Records excerpted from a collection
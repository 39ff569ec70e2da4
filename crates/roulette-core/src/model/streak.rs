//! Day-based streak rules.
//!
//! A streak counts consecutive calendar days with at least one confirmed
//! decision. One idle day is tolerated until the next load; a gap of two or
//! more days breaks it.

use chrono::{DateTime, Utc};

use crate::clock::Clock;

/// Streak value after confirming a decision now.
///
/// - last success yesterday: extend by one
/// - no last success, or older than yesterday: start over at 1
/// - already succeeded today: unchanged
pub fn streak_after_confirm<C: Clock + ?Sized>(
    current: u32,
    last_success_at: Option<DateTime<Utc>>,
    clock: &C,
) -> u32 {
    match last_success_at {
        Some(at) if clock.is_yesterday(at) => current.saturating_add(1),
        Some(at) if clock.is_today(at) => current,
        _ => 1,
    }
}

/// Whether more than one calendar day has passed since the last success.
pub fn is_streak_broken<C: Clock + ?Sized>(last_success_at: Option<DateTime<Utc>>, clock: &C) -> bool {
    last_success_at.is_some_and(|at| clock.days_since(at) > 1)
}
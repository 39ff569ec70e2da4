use roulette_core::level_of;

/// Print the level view for a point total.
pub fn run(points: u32) -> Result<(), Box<dyn std::error::Error>> {
    println!("{}", serde_json::to_string_pretty(&level_of(points))?);
    Ok(())
}
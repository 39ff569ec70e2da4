//! SQLite-backed preference store.
//!
//! Values live in a single `kv` table. A batch is applied inside one
//! transaction, so the seven model fields are always written together.

use std::path::Path;

use rusqlite::{params, Connection};

use super::{data_dir, PreferenceBatch, PreferenceStore};
use crate::error::{CoreError, StoreError};

/// SQLite database holding the preference key-value pairs.
pub struct SqliteStore {
    conn: Connection,
}

impl SqliteStore {
    /// Open the store at `<data_dir>/roulette.db`.
    ///
    /// Creates the database file and schema if they don't exist.
    ///
    /// # Errors
    /// Returns an error if the data directory cannot be created or the
    /// database cannot be opened or migrated.
    pub fn open() -> Result<Self, CoreError> {
        let path = data_dir()?.join("roulette.db");
        Ok(Self::open_at(&path)?)
    }

    /// Open (or create) the store at an explicit path.
    pub fn open_at(path: &Path) -> Result<Self, StoreError> {
        let conn = Connection::open(path).map_err(|source| StoreError::OpenFailed {
            path: path.to_path_buf(),
            source,
        })?;
        let store = Self { conn };
        store.migrate()?;
        Ok(store)
    }

    /// Open an in-memory database.
    pub fn open_memory() -> Result<Self, StoreError> {
        let conn = Connection::open_in_memory()?;
        let store = Self { conn };
        store.migrate()?;
        Ok(store)
    }

    fn migrate(&self) -> Result<(), rusqlite::Error> {
        self.conn.execute_batch(
            "CREATE TABLE IF NOT EXISTS kv (
                key   TEXT PRIMARY KEY,
                value TEXT NOT NULL
            );",
        )
    }

    /// Every stored key, sorted.
    pub fn keys(&self) -> Result<Vec<String>, StoreError> {
        let mut stmt = self.conn.prepare("SELECT key FROM kv ORDER BY key")?;
        let rows = stmt.query_map([], |row| row.get::<_, String>(0))?;
        let mut keys = Vec::new();
        for row in rows {
            keys.push(row?);
        }
        Ok(keys)
    }
}

impl PreferenceStore for SqliteStore {
    fn get(&self, key: &str) -> Result<Option<String>, StoreError> {
        let mut stmt = self.conn.prepare("SELECT value FROM kv WHERE key = ?1")?;
        let result = stmt.query_row(params![key], |row| row.get::<_, String>(0));
        match result {
            Ok(v) => Ok(Some(v)),
            Err(rusqlite::Error::QueryReturnedNoRows) => Ok(None),
            Err(e) => Err(e.into()),
        }
    }

    fn write_batch(&mut self, batch: &PreferenceBatch) -> Result<(), StoreError> {
        let tx = self.conn.transaction()?;
        for (key, value) in batch.entries() {
            match value {
                Some(v) => {
                    tx.execute(
                        "INSERT OR REPLACE INTO kv (key, value) VALUES (?1, ?2)",
                        params![key, v],
                    )?;
                }
                None => {
                    tx.execute("DELETE FROM kv WHERE key = ?1", params![key])?;
                }
            }
        }
        tx.commit()?;
        Ok(())
    }
}

#[cfg(test)]
mod tests {
    use super::*;

    #[test]
    fn kv_store() {
        let mut store = SqliteStore::open_memory().unwrap();
        assert!(store.get("test").unwrap().is_none());

        let mut batch = PreferenceBatch::new();
        batch.set_string("test", Some("hello"));
        store.write_batch(&batch).unwrap();
        assert_eq!(store.get("test").unwrap().unwrap(), "hello");
    }

    #[test]
    fn batch_overwrites_and_deletes() {
        let mut store = SqliteStore::open_memory().unwrap();
        let mut batch = PreferenceBatch::new();
        batch.set_int("a", 1).set_int("b", 2);
        store.write_batch(&batch).unwrap();

        let mut batch = PreferenceBatch::new();
        batch.set_int("a", 5).set_string("b", None);
        store.write_batch(&batch).unwrap();

        assert_eq!(store.get_int("a").unwrap(), Some(5));
        assert!(store.get("b").unwrap().is_none());
        assert_eq!(store.keys().unwrap(), vec!["a".to_string()]);
    }

    #[test]
    fn reopening_file_keeps_values() {
        let dir = tempfile::TempDir::new().unwrap();
        let path = dir.path().join("prefs.db");
        {
            let mut store = SqliteStore::open_at(&path).unwrap();
            let mut batch = PreferenceBatch::new();
            batch.set_string_list("items", &["x".to_string()]);
            store.write_batch(&batch).unwrap();
        }
        let store = SqliteStore::open_at(&path).unwrap();
        assert_eq!(
            store.get_string_list("items").unwrap(),
            Some(vec!["x".to_string()])
        );
    }
}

→ **What you will do**: Across the records above, count the lines holding "PreferenceStore" and reply with that number alone.

→ **Result for this task**: 2